*Exercise inputs:*
-- -- --
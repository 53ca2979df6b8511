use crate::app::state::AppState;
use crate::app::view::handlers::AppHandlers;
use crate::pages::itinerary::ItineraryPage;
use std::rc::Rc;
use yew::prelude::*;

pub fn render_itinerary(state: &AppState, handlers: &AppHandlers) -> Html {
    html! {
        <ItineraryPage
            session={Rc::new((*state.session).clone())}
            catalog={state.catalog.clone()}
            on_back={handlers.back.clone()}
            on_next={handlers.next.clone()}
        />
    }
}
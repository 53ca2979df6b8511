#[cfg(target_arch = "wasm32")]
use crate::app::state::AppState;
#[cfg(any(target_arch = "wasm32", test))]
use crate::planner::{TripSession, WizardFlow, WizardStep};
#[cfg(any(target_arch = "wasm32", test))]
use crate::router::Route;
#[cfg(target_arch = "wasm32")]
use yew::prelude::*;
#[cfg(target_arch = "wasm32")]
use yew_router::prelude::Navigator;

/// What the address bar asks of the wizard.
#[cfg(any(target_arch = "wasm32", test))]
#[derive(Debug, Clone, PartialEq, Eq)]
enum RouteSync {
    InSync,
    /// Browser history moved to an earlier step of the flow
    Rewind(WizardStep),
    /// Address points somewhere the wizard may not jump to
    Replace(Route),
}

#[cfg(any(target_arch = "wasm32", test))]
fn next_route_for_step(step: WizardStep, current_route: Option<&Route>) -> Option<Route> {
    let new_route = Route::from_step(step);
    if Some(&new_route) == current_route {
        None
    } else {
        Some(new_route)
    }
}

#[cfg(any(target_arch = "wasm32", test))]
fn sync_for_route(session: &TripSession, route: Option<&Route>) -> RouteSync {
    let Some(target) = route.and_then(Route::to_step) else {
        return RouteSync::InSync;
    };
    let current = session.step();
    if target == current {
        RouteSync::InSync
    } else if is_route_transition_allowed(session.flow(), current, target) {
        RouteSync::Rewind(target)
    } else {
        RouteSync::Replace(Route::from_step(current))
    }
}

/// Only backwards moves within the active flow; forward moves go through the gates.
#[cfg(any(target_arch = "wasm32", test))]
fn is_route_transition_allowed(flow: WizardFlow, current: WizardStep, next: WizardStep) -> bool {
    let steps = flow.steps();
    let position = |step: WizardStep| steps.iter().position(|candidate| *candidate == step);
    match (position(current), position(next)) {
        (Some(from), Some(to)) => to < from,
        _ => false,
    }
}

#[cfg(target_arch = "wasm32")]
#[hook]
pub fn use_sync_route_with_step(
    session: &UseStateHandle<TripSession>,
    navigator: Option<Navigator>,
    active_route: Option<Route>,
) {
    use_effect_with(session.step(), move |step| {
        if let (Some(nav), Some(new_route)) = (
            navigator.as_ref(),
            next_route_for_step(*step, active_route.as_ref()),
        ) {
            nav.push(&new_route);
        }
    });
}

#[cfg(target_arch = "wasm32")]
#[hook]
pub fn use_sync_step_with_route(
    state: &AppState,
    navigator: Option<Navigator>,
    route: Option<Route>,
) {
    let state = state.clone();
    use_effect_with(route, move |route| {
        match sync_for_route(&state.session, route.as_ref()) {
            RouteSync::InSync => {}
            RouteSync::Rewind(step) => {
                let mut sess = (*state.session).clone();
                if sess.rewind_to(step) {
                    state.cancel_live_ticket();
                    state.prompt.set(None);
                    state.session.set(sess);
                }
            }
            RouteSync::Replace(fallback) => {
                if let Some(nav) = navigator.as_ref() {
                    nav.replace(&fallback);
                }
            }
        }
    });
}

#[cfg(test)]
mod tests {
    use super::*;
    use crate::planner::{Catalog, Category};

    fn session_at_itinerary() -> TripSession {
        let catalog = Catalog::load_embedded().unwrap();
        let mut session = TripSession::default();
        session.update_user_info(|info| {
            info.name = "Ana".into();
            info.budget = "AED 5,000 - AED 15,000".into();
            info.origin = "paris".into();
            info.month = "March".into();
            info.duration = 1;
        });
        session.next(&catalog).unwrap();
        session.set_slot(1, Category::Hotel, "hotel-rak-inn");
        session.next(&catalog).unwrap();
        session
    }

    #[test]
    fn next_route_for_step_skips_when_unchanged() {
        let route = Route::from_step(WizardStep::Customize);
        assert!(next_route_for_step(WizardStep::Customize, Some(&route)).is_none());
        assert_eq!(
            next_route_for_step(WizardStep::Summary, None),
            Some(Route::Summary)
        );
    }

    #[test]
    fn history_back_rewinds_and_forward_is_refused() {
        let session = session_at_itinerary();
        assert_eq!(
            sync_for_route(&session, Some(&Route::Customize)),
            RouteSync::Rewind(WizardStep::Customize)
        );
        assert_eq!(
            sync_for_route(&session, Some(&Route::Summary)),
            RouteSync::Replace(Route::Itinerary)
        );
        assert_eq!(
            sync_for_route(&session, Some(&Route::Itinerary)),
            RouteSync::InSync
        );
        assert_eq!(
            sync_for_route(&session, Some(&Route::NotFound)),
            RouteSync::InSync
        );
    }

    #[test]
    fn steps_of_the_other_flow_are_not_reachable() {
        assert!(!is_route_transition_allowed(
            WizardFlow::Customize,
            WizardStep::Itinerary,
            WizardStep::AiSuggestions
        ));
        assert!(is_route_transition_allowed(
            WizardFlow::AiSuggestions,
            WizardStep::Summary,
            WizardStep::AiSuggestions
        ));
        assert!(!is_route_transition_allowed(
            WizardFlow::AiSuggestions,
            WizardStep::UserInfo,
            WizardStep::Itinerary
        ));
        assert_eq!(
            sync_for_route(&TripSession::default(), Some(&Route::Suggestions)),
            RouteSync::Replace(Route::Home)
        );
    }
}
-- -- --
*What is expected:* Each line of the data that holds the word "position" should be copied.

*Written solution:*
    let position = |step: WizardStep| steps.iter().position(|candidate| *candidate == step);
    match (position(current), position(next)) {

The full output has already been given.